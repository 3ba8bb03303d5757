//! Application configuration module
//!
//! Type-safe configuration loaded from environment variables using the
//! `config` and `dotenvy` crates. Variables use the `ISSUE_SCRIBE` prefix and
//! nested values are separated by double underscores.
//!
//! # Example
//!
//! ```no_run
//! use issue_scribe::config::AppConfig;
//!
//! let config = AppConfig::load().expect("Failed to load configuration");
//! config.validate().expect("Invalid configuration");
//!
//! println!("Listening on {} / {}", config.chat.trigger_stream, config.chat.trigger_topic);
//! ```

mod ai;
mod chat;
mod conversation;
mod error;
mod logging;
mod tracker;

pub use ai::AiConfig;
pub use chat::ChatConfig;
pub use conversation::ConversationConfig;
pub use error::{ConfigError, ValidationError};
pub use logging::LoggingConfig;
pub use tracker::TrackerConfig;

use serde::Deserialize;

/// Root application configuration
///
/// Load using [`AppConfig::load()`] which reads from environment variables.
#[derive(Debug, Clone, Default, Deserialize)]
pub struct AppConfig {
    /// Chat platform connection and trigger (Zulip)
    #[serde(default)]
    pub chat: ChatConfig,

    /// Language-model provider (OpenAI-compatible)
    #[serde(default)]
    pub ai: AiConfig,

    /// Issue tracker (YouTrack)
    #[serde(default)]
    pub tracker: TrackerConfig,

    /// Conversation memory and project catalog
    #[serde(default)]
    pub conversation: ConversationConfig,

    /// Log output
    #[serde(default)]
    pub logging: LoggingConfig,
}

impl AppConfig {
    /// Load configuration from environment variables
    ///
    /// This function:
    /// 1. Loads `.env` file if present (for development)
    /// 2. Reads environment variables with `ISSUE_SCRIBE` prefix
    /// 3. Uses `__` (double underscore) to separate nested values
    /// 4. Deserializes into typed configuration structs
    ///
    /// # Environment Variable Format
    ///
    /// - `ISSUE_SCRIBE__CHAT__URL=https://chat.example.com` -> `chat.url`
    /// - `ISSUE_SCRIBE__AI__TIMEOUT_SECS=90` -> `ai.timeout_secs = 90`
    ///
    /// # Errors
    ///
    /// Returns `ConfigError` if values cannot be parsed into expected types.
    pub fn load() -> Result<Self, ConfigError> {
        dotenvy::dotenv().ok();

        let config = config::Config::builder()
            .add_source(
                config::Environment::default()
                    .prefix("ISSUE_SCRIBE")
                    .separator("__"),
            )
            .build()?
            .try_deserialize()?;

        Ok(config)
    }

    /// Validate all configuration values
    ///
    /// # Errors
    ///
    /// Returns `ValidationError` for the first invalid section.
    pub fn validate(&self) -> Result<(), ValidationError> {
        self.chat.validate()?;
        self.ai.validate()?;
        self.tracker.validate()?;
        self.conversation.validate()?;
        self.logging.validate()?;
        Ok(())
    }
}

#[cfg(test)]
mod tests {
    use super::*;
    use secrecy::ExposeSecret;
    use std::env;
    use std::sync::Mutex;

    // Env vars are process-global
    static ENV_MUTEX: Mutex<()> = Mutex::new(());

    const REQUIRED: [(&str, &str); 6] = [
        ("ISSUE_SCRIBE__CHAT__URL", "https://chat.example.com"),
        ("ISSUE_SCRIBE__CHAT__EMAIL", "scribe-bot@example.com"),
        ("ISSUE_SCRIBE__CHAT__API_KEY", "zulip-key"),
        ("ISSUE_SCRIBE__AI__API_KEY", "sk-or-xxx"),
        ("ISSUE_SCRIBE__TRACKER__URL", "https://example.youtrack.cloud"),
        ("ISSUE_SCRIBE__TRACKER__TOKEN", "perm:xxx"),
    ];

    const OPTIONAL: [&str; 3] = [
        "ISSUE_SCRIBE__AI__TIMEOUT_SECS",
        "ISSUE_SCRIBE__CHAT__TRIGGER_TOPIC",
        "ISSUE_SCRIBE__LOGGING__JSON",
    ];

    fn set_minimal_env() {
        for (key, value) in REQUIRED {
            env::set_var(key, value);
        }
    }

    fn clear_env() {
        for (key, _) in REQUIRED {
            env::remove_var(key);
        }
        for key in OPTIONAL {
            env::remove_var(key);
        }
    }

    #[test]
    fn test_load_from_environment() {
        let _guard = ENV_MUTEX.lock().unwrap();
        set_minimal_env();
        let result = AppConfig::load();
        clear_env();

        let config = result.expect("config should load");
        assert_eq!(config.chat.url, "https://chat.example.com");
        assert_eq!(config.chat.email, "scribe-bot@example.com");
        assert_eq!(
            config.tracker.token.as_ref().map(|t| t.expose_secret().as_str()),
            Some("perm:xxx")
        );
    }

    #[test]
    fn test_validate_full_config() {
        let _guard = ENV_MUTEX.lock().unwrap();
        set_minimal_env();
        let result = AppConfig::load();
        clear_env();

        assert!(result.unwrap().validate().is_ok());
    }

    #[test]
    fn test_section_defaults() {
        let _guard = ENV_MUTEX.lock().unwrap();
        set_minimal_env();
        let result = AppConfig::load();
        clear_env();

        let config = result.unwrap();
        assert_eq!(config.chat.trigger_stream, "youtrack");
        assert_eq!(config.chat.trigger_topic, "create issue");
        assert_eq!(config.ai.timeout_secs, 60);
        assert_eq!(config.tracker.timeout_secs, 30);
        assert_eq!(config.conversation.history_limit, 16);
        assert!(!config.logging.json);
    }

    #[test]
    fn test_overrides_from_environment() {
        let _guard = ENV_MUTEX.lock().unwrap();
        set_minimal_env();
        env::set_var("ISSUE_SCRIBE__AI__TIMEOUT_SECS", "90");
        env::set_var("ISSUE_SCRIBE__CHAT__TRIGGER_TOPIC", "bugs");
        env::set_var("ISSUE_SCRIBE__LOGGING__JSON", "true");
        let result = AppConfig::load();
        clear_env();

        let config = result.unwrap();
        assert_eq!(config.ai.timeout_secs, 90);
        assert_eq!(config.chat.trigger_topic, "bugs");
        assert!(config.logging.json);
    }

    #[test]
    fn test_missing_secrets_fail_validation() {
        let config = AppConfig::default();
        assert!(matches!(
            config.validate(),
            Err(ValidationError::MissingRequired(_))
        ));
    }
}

···

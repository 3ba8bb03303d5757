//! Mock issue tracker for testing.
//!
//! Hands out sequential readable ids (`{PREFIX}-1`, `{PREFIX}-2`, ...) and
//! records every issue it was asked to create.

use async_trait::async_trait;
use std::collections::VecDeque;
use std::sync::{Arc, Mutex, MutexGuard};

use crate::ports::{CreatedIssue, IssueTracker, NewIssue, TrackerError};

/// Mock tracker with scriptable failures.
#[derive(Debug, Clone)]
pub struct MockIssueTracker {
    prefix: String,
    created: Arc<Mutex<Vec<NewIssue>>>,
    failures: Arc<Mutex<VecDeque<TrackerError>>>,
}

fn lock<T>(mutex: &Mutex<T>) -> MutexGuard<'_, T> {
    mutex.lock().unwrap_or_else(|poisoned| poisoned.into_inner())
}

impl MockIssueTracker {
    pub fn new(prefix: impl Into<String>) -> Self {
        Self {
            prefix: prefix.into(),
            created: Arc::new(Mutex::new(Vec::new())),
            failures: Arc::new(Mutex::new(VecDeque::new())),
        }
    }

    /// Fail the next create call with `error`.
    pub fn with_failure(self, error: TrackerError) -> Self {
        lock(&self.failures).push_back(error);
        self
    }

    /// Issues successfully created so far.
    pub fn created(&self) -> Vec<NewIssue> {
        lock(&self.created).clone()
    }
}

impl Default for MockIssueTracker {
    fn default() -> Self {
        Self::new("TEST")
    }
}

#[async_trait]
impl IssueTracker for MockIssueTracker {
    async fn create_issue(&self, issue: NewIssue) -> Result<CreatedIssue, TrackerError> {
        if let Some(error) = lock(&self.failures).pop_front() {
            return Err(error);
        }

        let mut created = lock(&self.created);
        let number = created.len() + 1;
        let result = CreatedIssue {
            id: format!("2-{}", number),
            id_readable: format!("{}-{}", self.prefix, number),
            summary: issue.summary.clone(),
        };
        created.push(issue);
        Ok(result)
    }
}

···

Problem details: Determine how many lines of the listing above include the word "https", and report that number only.

Answer to this exercise: 4